Problem: Look for "solicitação" in the records and copy every line that has it.

Data records:

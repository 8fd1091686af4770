//! Order amounts

use std::{
    fmt::{Display, Formatter, Result as FmtResult},
    str::FromStr,
};

use rust_decimal::{Decimal, RoundingStrategy};
use thiserror::Error;

#[derive(Debug, Error, PartialEq, Eq)]
pub enum InvalidAmount {
    #[error("amount is not a number")]
    NotANumber,

    #[error("amount must be positive")]
    NotPositive,
}

/// A positive currency amount held at two decimal places.
#[derive(Debug, Clone, Copy, PartialEq, Eq, PartialOrd, Ord, Hash)]
pub struct Amount(Decimal);

impl Amount {
    /// Round `value` to cents and reject anything that is not above zero.
    ///
    /// # Errors
    ///
    /// Returns [`InvalidAmount::NotPositive`] when the rounded amount is zero or negative.
    pub fn new(value: Decimal) -> Result<Self, InvalidAmount> {
        let rounded = value.round_dp_with_strategy(2, RoundingStrategy::MidpointAwayFromZero);

        if rounded <= Decimal::ZERO {
            return Err(InvalidAmount::NotPositive);
        }

        Ok(Self(rounded))
    }

    /// Parse a plain or scientific decimal string.
    ///
    /// # Errors
    ///
    /// Returns an error when the input is not numeric or not positive.
    pub fn parse(input: &str) -> Result<Self, InvalidAmount> {
        let trimmed = input.trim();

        let value = Decimal::from_str(trimmed)
            .or_else(|_| Decimal::from_scientific(trimmed))
            .map_err(|_| InvalidAmount::NotANumber)?;

        Self::new(value)
    }

    #[must_use]
    pub const fn as_decimal(self) -> Decimal {
        self.0
    }
}

impl FromStr for Amount {
    type Err = InvalidAmount;

    fn from_str(value: &str) -> Result<Self, Self::Err> {
        Self::parse(value)
    }
}

impl Display for Amount {
    fn fmt(&self, f: &mut Formatter<'_>) -> FmtResult {
        write!(f, "{:.2}", self.0)
    }
}
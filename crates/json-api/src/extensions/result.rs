//! Result helper extensions for HTTP handlers.

use std::fmt::Display;

use tracing::error;

use crate::errors::ApiError;

/// Map any error to a logged internal server error carrying a client-facing
/// message.
pub(crate) trait ResultExt<T> {
    fn or_500(self, context: &str, message: &str) -> Result<T, ApiError>;
}

impl<T, E> ResultExt<T> for Result<T, E>
where
    E: Display,
{
    fn or_500(self, context: &str, message: &str) -> Result<T, ApiError> {
        self.map_err(|error| {
            error!("{context}: {error}");

            ApiError::internal(message)
        })
    }
}

#[cfg(test)]
mod tests {
    use salvo::http::StatusCode;

    use super::*;

    #[test]
    fn errors_become_internal_with_message() {
        let result: Result<(), &str> = Err("disk on fire");

        let error = result
            .or_500("failed to store quote", "Erro ao processar solicitação")
            .err();

        assert_eq!(
            error.as_ref().map(ApiError::status),
            Some(StatusCode::INTERNAL_SERVER_ERROR)
        );
        assert_eq!(
            error.as_ref().map(ApiError::message),
            Some("Erro ao processar solicitação")
        );
    }
}
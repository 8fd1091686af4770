//! Order Handlers

pub(crate) mod create;
pub(crate) mod get;
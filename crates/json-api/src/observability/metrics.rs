//! Prometheus metrics collection and exposition endpoint.

use std::sync::OnceLock;

use prometheus::{
    Encoder, HistogramOpts, HistogramVec, IntCounterVec, IntGauge, Opts, Registry, TextEncoder,
    core::Collector,
};
use salvo::{
    Request, Response, handler,
    http::{
        StatusCode,
        header::{CONTENT_TYPE, HeaderValue},
    },
};
use tracing::error;

const LATENCY_BUCKETS: [f64; 14] = [
    0.001, 0.0025, 0.005, 0.01, 0.025, 0.05, 0.1, 0.25, 0.5, 1.0, 1.5, 2.5, 5.0, 10.0,
];

#[derive(Debug)]
struct CheckoutMetrics {
    registry: Registry,
    requests_total: IntCounterVec,
    request_duration_seconds: HistogramVec,
    requests_in_flight: IntGauge,
    orders_issued_total: IntCounterVec,
    payment_checks_total: IntCounterVec,
}

static CHECKOUT_METRICS: OnceLock<Option<CheckoutMetrics>> = OnceLock::new();

#[derive(Debug)]
pub(super) struct InFlightRequestGuard {
    tracked: bool,
}

impl InFlightRequestGuard {
    pub(super) fn track() -> Self {
        if let Some(metrics) = metrics() {
            metrics.requests_in_flight.inc();
            return Self { tracked: true };
        }

        Self { tracked: false }
    }
}

impl Drop for InFlightRequestGuard {
    fn drop(&mut self) {
        if self.tracked
            && let Some(metrics) = metrics()
        {
            metrics.requests_in_flight.dec();
        }
    }
}

pub(super) fn observe_request(method: &str, route: &str, status_code: u16, duration_seconds: f64) {
    let Some(metrics) = metrics() else {
        return;
    };

    let status_class = status_class(status_code);
    let status_code = status_code.to_string();

    metrics
        .requests_total
        .with_label_values(&[method, route, status_class, status_code.as_str()])
        .inc();

    metrics
        .request_duration_seconds
        .with_label_values(&[method, route])
        .observe(duration_seconds);
}

/// Count an issued order by product kind.
pub(crate) fn observe_order_issued(kind: &str) {
    if let Some(metrics) = metrics() {
        metrics.orders_issued_total.with_label_values(&[kind]).inc();
    }
}

/// Count a payment status check by the status it reported.
pub(crate) fn observe_payment_check(status: &str) {
    if let Some(metrics) = metrics() {
        metrics
            .payment_checks_total
            .with_label_values(&[status])
            .inc();
    }
}

#[handler]
pub(crate) async fn metrics_handler(_req: &mut Request, res: &mut Response) {
    let Some(metrics) = metrics() else {
        res.status_code(StatusCode::INTERNAL_SERVER_ERROR);
        return;
    };

    let encoder = TextEncoder::new();
    let metric_families = metrics.registry.gather();

    let mut encoded = Vec::new();

    if let Err(source) = encoder.encode(&metric_families, &mut encoded) {
        error!("failed to encode metrics response: {source}");
        res.status_code(StatusCode::INTERNAL_SERVER_ERROR);

        return;
    }

    let content_type = match HeaderValue::from_str(encoder.format_type()) {
        Ok(value) => value,
        Err(source) => {
            error!("failed to encode metrics content type header: {source}");
            res.status_code(StatusCode::INTERNAL_SERVER_ERROR);

            return;
        }
    };

    res.headers_mut().insert(CONTENT_TYPE, content_type);
    res.render(String::from_utf8_lossy(&encoded).into_owned());
}

fn metrics() -> Option<&'static CheckoutMetrics> {
    CHECKOUT_METRICS.get_or_init(build_metrics).as_ref()
}

fn register<C>(registry: &Registry, name: &str, metric: Result<C, prometheus::Error>) -> Option<C>
where
    C: Collector + Clone + 'static,
{
    let metric = match metric {
        Ok(metric) => metric,
        Err(source) => {
            error!("failed to create {name} metric: {source}");
            return None;
        }
    };

    if let Err(source) = registry.register(Box::new(metric.clone())) {
        error!("failed to register {name} metric: {source}");
        return None;
    }

    Some(metric)
}

fn build_metrics() -> Option<CheckoutMetrics> {
    let registry = Registry::new();

    let requests_total = register(
        &registry,
        "requests_total",
        IntCounterVec::new(
            Opts::new(
                "vitrine_json_http_requests_total",
                "Total HTTP requests partitioned by method, route, status class, and status code.",
            ),
            &["method", "route", "status_class", "status_code"],
        ),
    )?;

    let request_duration_seconds = register(
        &registry,
        "request_duration",
        HistogramVec::new(
            HistogramOpts::new(
                "vitrine_json_http_request_duration_seconds",
                "HTTP request duration in seconds partitioned by method and route.",
            )
            .buckets(LATENCY_BUCKETS.to_vec()),
            &["method", "route"],
        ),
    )?;

    let requests_in_flight = register(
        &registry,
        "requests_in_flight",
        IntGauge::with_opts(Opts::new(
            "vitrine_json_http_requests_in_flight",
            "Current number of in-flight HTTP requests.",
        )),
    )?;

    let orders_issued_total = register(
        &registry,
        "orders_issued_total",
        IntCounterVec::new(
            Opts::new(
                "vitrine_json_orders_issued_total",
                "PIX payment codes issued, partitioned by product kind.",
            ),
            &["kind"],
        ),
    )?;

    let payment_checks_total = register(
        &registry,
        "payment_checks_total",
        IntCounterVec::new(
            Opts::new(
                "vitrine_json_payment_checks_total",
                "Payment status checks, partitioned by reported status.",
            ),
            &["status"],
        ),
    )?;

    Some(CheckoutMetrics {
        registry,
        requests_total,
        request_duration_seconds,
        requests_in_flight,
        orders_issued_total,
        payment_checks_total,
    })
}

fn status_class(status_code: u16) -> &'static str {
    match status_code {
        100..=199 => "1xx",
        200..=299 => "2xx",
        300..=399 => "3xx",
        400..=499 => "4xx",
        500..=599 => "5xx",
        _ => "other",
    }
}

#[cfg(test)]
mod tests {
    use salvo::{
        Router, Service,
        test::{ResponseExt, TestClient},
    };

    use super::*;

    #[tokio::test]
    async fn metrics_endpoint_exposes_checkout_metrics() {
        observe_request("POST", "/api/gerar-pix", 200, 0.042);
        observe_request("GET", "/api/verificar-pagamento/{uuid}", 404, 0.003);
        observe_order_issued("curso");
        observe_payment_check("pendente");

        let service =
            Service::new(Router::new().push(Router::with_path("metrics").get(metrics_handler)));

        let response_result = TestClient::get("http://example.com/metrics")
            .send(&service)
            .await
            .take_string()
            .await;

        let response: String = response_result.unwrap_or_default();

        for metric in [
            "vitrine_json_http_requests_total",
            "vitrine_json_http_request_duration_seconds",
            "vitrine_json_http_requests_in_flight",
            "vitrine_json_orders_issued_total",
            "vitrine_json_payment_checks_total",
        ] {
            assert!(response.contains(metric), "expected {metric} in response");
        }
    }

    #[test]
    fn status_codes_map_to_classes() {
        assert_eq!(status_class(201), "2xx");
        assert_eq!(status_class(404), "4xx");
        assert_eq!(status_class(503), "5xx");
        assert_eq!(status_class(42), "other");
    }
}
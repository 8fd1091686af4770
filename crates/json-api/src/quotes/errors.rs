//! Quote Errors

use tracing::error;

use vitrine_app::domain::quotes::QuotesServiceError;

use crate::errors::ApiError;

pub(crate) const INCOMPLETE_DATA: &str = "Dados incompletos";
pub(crate) const SUBMISSION_FAILED: &str = "Erro ao processar solicitação";

pub(crate) fn into_api_error(error: QuotesServiceError) -> ApiError {
    match error {
        QuotesServiceError::MissingRequiredData => ApiError::bad_request(INCOMPLETE_DATA),
        QuotesServiceError::Storage(source) => {
            error!("failed to store quote request: {source}");

            ApiError::internal(SUBMISSION_FAILED)
        }
    }
}
//! Request ID resolution and response header helpers.

use salvo::{
    http::{StatusCode, header::HeaderValue},
    prelude::Response,
};
use tracing::warn;
use uuid::Uuid;

pub(super) const REQUEST_ID_HEADER: &str = "x-request-id";

/// Longest caller-supplied request id that is echoed back.
const MAX_REQUEST_ID_LEN: usize = 128;

/// Reuse the caller's request id when it is usable, otherwise mint a UUIDv7.
pub(super) fn resolve_request_id(header_value: Option<String>) -> String {
    header_value
        .map(|value| value.trim().to_owned())
        .filter(|value| !value.is_empty() && value.len() <= MAX_REQUEST_ID_LEN)
        .unwrap_or_else(|| Uuid::now_v7().to_string())
}

pub(super) fn set_request_id_header(res: &mut Response, request_id: &str) {
    match HeaderValue::from_str(request_id) {
        Ok(value) => {
            res.headers_mut().insert(REQUEST_ID_HEADER, value);
        }
        Err(source) => {
            warn!(request_id, "could not encode request id header: {source}");
        }
    }
}

/// Handlers that never set a status leave the default 200 in place.
pub(super) fn response_status_or_ok(status_code: Option<StatusCode>) -> StatusCode {
    status_code.unwrap_or(StatusCode::OK)
}

#[cfg(test)]
mod tests {
    use super::*;

    #[test]
    fn caller_request_id_is_trimmed_and_kept() {
        assert_eq!(resolve_request_id(Some(" abc-123 ".to_owned())), "abc-123");
    }

    #[test]
    fn blank_or_oversized_ids_are_replaced() {
        for header in [None, Some("   ".to_owned()), Some("x".repeat(200))] {
            let resolved = resolve_request_id(header);

            assert!(Uuid::try_parse(&resolved).is_ok(), "expected uuid, got {resolved}");
        }
    }

    #[test]
    fn missing_status_defaults_to_ok() {
        assert_eq!(response_status_or_ok(None), StatusCode::OK);
        assert_eq!(
            response_status_or_ok(Some(StatusCode::NOT_FOUND)),
            StatusCode::NOT_FOUND
        );
    }
}
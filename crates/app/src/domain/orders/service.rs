//! Orders service.

use std::sync::Arc;

use async_trait::async_trait;
use jiff::{SignedDuration, Timestamp};
use mockall::automock;
use tokio::sync::Mutex;
use tracing::{info, warn};

use crate::{
    clock::Clock,
    domain::{
        access::{
            AccessGrantsRepository,
            records::{AccessGrantRecord, AccessToken},
        },
        orders::{
            data::{IssuedOrder, NewOrder, PaymentCheck},
            errors::OrdersServiceError,
            payment::{PaymentPayload, PaymentSettings},
            records::{OrderRecord, OrderStatus, OrderUuid, ProductKind},
            repository::OrdersRepository,
            settlement::{SettlementAuthority, SettlementStatus},
        },
    },
};

/// How long a course access grant stays valid by default.
pub const DEFAULT_GRANT_VALIDITY: SignedDuration = SignedDuration::from_hours(24 * 30);

/// Settings for issuing and settling orders.
#[derive(Debug, Clone, PartialEq, Eq)]
pub struct OrdersSettings {
    pub payment: PaymentSettings,
    pub grant_validity: SignedDuration,
}

impl Default for OrdersSettings {
    fn default() -> Self {
        Self {
            payment: PaymentSettings::default(),
            grant_validity: DEFAULT_GRANT_VALIDITY,
        }
    }
}

/// Issues PIX payment codes and settles orders through a [`SettlementAuthority`].
#[derive(Clone)]
pub struct PixOrdersService {
    orders: Arc<dyn OrdersRepository>,
    grants: Arc<dyn AccessGrantsRepository>,
    settlement: Arc<dyn SettlementAuthority>,
    clock: Arc<dyn Clock>,
    settings: OrdersSettings,
    settle_lock: Arc<Mutex<()>>,
}

impl PixOrdersService {
    #[must_use]
    pub fn new(
        orders: Arc<dyn OrdersRepository>,
        grants: Arc<dyn AccessGrantsRepository>,
        settlement: Arc<dyn SettlementAuthority>,
        clock: Arc<dyn Clock>,
        settings: OrdersSettings,
    ) -> Self {
        Self {
            orders,
            grants,
            settlement,
            clock,
            settings,
            settle_lock: Arc::new(Mutex::new(())),
        }
    }

    async fn settle(
        &self,
        order: &mut OrderRecord,
        now: Timestamp,
    ) -> Result<(), OrdersServiceError> {
        order.status = OrderStatus::Paid;

        if order.kind == ProductKind::Course {
            let token = AccessToken::generate();

            let expires_at = now
                .checked_add(self.settings.grant_validity)
                .map_err(OrdersServiceError::GrantExpiry)?;

            self.grants
                .put_grant(AccessGrantRecord {
                    token: token.clone(),
                    order: order.uuid,
                    email: None,
                    granted_at: now,
                    expires_at,
                })
                .await?;

            order.access_token = Some(token);
        }

        self.orders.put_order(order.clone()).await?;

        // The order is already stored as paid; a failed acknowledgement must
        // not turn the check into an error.
        if let Err(error) = self.settlement.confirm(order).await {
            warn!(order = %order.uuid, "failed to confirm settlement: {error}");
        }

        info!(
            order = %order.uuid,
            kind = order.kind.as_str(),
            amount = %order.payment.amount,
            "order settled"
        );

        Ok(())
    }
}

#[async_trait]
impl OrdersService for PixOrdersService {
    async fn issue_order(&self, order: NewOrder) -> Result<IssuedOrder, OrdersServiceError> {
        let payment = PaymentPayload::new(&self.settings.payment, order.amount);
        let qr_code = payment.qr_data_uri()?;

        let record = OrderRecord {
            uuid: OrderUuid::new(),
            payment,
            status: OrderStatus::Pending,
            kind: order.kind,
            created_at: self.clock.now(),
            access_token: None,
        };

        self.orders.put_order(record.clone()).await?;

        info!(
            order = %record.uuid,
            kind = record.kind.as_str(),
            amount = %record.payment.amount,
            txid = %record.payment.transaction_id,
            "order issued"
        );

        Ok(IssuedOrder {
            uuid: record.uuid,
            qr_code,
            payment_key: record.payment.key,
            amount: record.payment.amount,
        })
    }

    async fn check_payment(&self, order: OrderUuid) -> Result<PaymentCheck, OrdersServiceError> {
        // Serialise settlement so a paid order can never mint a second token.
        let _settling = self.settle_lock.lock().await;

        let mut record = self
            .orders
            .get_order(order)
            .await?
            .ok_or(OrdersServiceError::NotFound)?;

        if record.status == OrderStatus::Pending {
            let now = self.clock.now();

            if self.settlement.check(&record, now).await? == SettlementStatus::Settled {
                self.settle(&mut record, now).await?;
            }
        }

        Ok(record.into())
    }
}

#[automock]
#[async_trait]
pub trait OrdersService: Send + Sync {
    /// Create a pending order and its payment code.
    async fn issue_order(&self, order: NewOrder) -> Result<IssuedOrder, OrdersServiceError>;

    /// Report an order's status, settling it if the authority says it was paid.
    async fn check_payment(&self, order: OrderUuid) -> Result<PaymentCheck, OrdersServiceError>;
}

Reply:
            .or_500("failed to store quote", "Erro ao processar solicitação")
            Some("Erro ao processar solicitação")
pub(crate) const SUBMISSION_FAILED: &str = "Erro ao processar solicitação";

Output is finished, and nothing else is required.